Однозначно востребованный в составе ASRock Z270 SuperCarrier интерфейс USB 3.1, совместно с более редким, но куда более функциональным Thunderbolt 3, построен на контроллере Intel JHL6540 ThunderBolt 3/USB 3.1 с логикой Texas Instruments TPS65982D, коммутирующей работу портов ThunderBolt 3/USB 3.1 Type-C. Силовые контроллеры позволяют выдавать на данные порты ток до 3А или 36 Вт, что актуально для скоростной зарядки устройств с очень емкими аккумуляторами. Таких, как, например, iPad.
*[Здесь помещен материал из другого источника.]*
use std::fmt::{self, Debug, Display, Formatter};
use std::io::{self, Write};

use super::{Branch, Iter, KeyNotFound, Keys, Values};
use crate::compare::{Compare, DisplayOrder};

/// A map of keys to values, stored as an unbalanced binary search tree and ordered by a
/// [comparator](Compare) fixed at construction.
///
/// Because every placement decision goes through the comparator, `K` itself needs no [`Ord`]
/// bound; the comparator *is* the order. It is a logic error for a comparator to be impure or
/// inconsistent - if the same pair of keys ever compares differently while it sits in the map,
/// entries can become unreachable. The map never detects this; avoiding it is the caller's
/// responsibility.
///
/// The tree is never rebalanced. Nodes are placed where the descent from the root first finds
/// an empty link and stay there until removed, so the shape of the tree is entirely determined
/// by the order in which keys arrive.
///
/// # Time Complexity
/// For this analysis of time complexity, variables are defined as follows:
/// - `n`: The number of entries in the map.
/// - `h`: The height of the tree. Nothing rebalances the tree, so `h` is only `O(log n)` for
///   favourable insertion orders and reaches `n` when keys arrive pre-sorted.
///
/// | Method | Complexity |
/// |-|-|
/// | `len` | `O(1)` |
/// | `insert` | `O(h)` |
/// | `get` | `O(h)` |
/// | `remove` | `O(h)`* |
/// | `contains` | `O(h)` |
///
/// \* A removal that restructures the tree also walks the right spine of the removed node's
/// left subtree to reconnect the two halves, which is bounded by `h` as well.
pub struct OrderedMap<K, V, C: Compare<K> = DisplayOrder> {
    pub(crate) root: Branch<K, V>,
    pub(crate) len: usize,
    pub(crate) comparator: C,
}

impl<K: Display, V> OrderedMap<K, V> {
    /// Creates an empty map ordered by [`DisplayOrder`], which compares the rendered text of
    /// keys.
    ///
    /// This default is not a general-purpose order - it's only a usable fallback for simple
    /// key types. Use [`with_comparator`](OrderedMap::with_comparator) for anything where the
    /// textual order and the intended order disagree (numbers, most notably).
    pub const fn new() -> OrderedMap<K, V> {
        OrderedMap {
            root: Branch(None),
            len: 0,
            comparator: DisplayOrder,
        }
    }
}

impl<K, V, C: Compare<K>> OrderedMap<K, V, C> {
    /// Creates an empty map which orders its keys with the provided `comparator`.
    pub const fn with_comparator(comparator: C) -> OrderedMap<K, V, C> {
        OrderedMap {
            root: Branch(None),
            len: 0,
            comparator,
        }
    }

    /// Returns the number of entries in the map.
    pub const fn len(&self) -> usize {
        self.len
    }

    /// Returns true if the map contains no entries.
    pub const fn is_empty(&self) -> bool {
        self.len() == 0
    }

    /// Inserts the provided `key`-`value` pair into the map. If the key was already associated
    /// with a value, the previous value is displaced and returned, and the length of the map
    /// is unchanged.
    ///
    /// As with the standard library, the key isn't changed if it already exists.
    pub fn insert(&mut self, key: K, value: V) -> Option<V> {
        let displaced = self.root.insert(&self.comparator, key, value);
        if displaced.is_none() {
            self.len += 1;
        }
        displaced
    }

    /// Returns a reference to the value associated with the provided `key`, or [`KeyNotFound`]
    /// if the map contains no entry for it.
    ///
    /// Unlike [`remove`](OrderedMap::remove), looking up an absent key is an error here. A
    /// failed lookup leaves the map untouched.
    pub fn get(&self, key: &K) -> Result<&V, KeyNotFound> {
        self.get_entry(key).map(|e| e.1).ok_or(KeyNotFound)
    }

    /// Returns a mutable reference to the value associated with the provided `key`, or
    /// [`KeyNotFound`] if the map contains no entry for it.
    ///
    /// The key itself stays immutable: changing it in place would invalidate its position in
    /// the tree.
    pub fn get_mut(&mut self, key: &K) -> Result<&mut V, KeyNotFound> {
        self.root.get_mut(&self.comparator, key).ok_or(KeyNotFound)
    }

    /// Returns the entry for the provided `key` as a key-value pair, or None if there is no
    /// entry. This is the non-failing probe that [`get`](OrderedMap::get) and
    /// [`contains`](OrderedMap::contains) are defined in terms of.
    pub fn get_entry(&self, key: &K) -> Option<(&K, &V)> {
        self.root.get_entry(&self.comparator, key)
    }

    /// Removes the entry associated with `key`, returning it if it exists.
    ///
    /// When the removed node has children, its place is taken by its left subtree, with the
    /// right subtree reattached under the left subtree's rightmost descendant. That keeps the
    /// ordering intact without rebalancing anything, and it can leave the tree taller than a
    /// textbook predecessor-swap would - repeated removals make no promise of a bushy tree.
    pub fn remove_entry(&mut self, key: &K) -> Option<(K, V)> {
        let removed = self.root.remove_entry(&self.comparator, key);
        if removed.is_some() {
            self.len -= 1;
        }
        removed
    }

    /// Removes the entry associated with `key`, returning the value if it exists. Removing an
    /// absent key is a no-op, not an error: the result is simply None.
    pub fn remove(&mut self, key: &K) -> Option<V> {
        self.remove_entry(key).map(|e| e.1)
    }

    /// Returns true if there is a value associated with the provided `key`.
    pub fn contains(&self, key: &K) -> bool {
        self.root.contains(&self.comparator, key)
    }

    /// Returns an iterator over the map's entries, as references. See [`Iter`] for the
    /// traversal order.
    pub fn iter(&self) -> Iter<'_, K, V> {
        self.into_iter()
    }

    /// Returns an iterator over the map's keys, as references, in the same pre-order as
    /// [`iter`](OrderedMap::iter).
    ///
    /// The sequence is one-shot: it isn't restartable mid-way, and a fresh call starts a fresh
    /// traversal.
    pub fn keys(&self) -> Keys<'_, K, V> {
        Keys(self.iter())
    }

    /// Returns an iterator over the map's values, as references, in the same pre-order as
    /// [`iter`](OrderedMap::iter).
    ///
    /// The sequence is one-shot: it isn't restartable mid-way, and a fresh call starts a fresh
    /// traversal.
    pub fn values(&self) -> Values<'_, K, V> {
        Values(self.iter())
    }

    /// Applies `action` to every key-value pair in the map, in the same pre-order as
    /// [`iter`](OrderedMap::iter), for its side effects.
    pub fn for_each<F: FnMut(&K, &V)>(&self, mut action: F) {
        for (key, value) in self.iter() {
            action(key, value);
        }
    }

    /// Writes an indented, human-readable rendering of the tree to `sink`: one line per node
    /// as `key: value`, children indented two further spaces, and `<>` marking the empty
    /// links under a node that has at least one child. An empty map renders as a single `<>`.
    ///
    /// This is a debugging aid which exposes the tree's shape, not a serialization format -
    /// there is no reader for it and no round-trip guarantee.
    pub fn dump<W: Write>(&self, sink: &mut W) -> io::Result<()>
    where
        K: Display,
        V: Display,
    {
        self.root.dump(sink, 0)
    }
}

impl<K: Display, V> Default for OrderedMap<K, V> {
    fn default() -> Self {
        Self::new()
    }
}

impl<K: Debug, V: Debug, C: Compare<K>> Debug for OrderedMap<K, V, C> {
    fn fmt(&self, f: &mut Formatter<'_>) -> fmt::Result {
        f.debug_struct("OrderedMap")
            .field("nodes", &self.root)
            .field("len", &self.len)
            .finish()
    }
}

impl<K: Debug, V: Debug, C: Compare<K>> Display for OrderedMap<K, V, C> {
    fn fmt(&self, f: &mut Formatter<'_>) -> fmt::Result {
        f.debug_map().entries(self.iter()).finish()
    }
}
Конечно же, продукт такого высокого уровня просто обязан быть оснащен соответствующим звуковым трактом. Звук в Z270 SuperCarrier построен на самом продвинутом кодеке компании Realtek, ALC1220, а в его цепях используется высококачественная элементная база Purity Sound 4. Схема предоставляет возможность использования 7.1-канальных систем и способна «раскачивать» даже самые мощные наушники.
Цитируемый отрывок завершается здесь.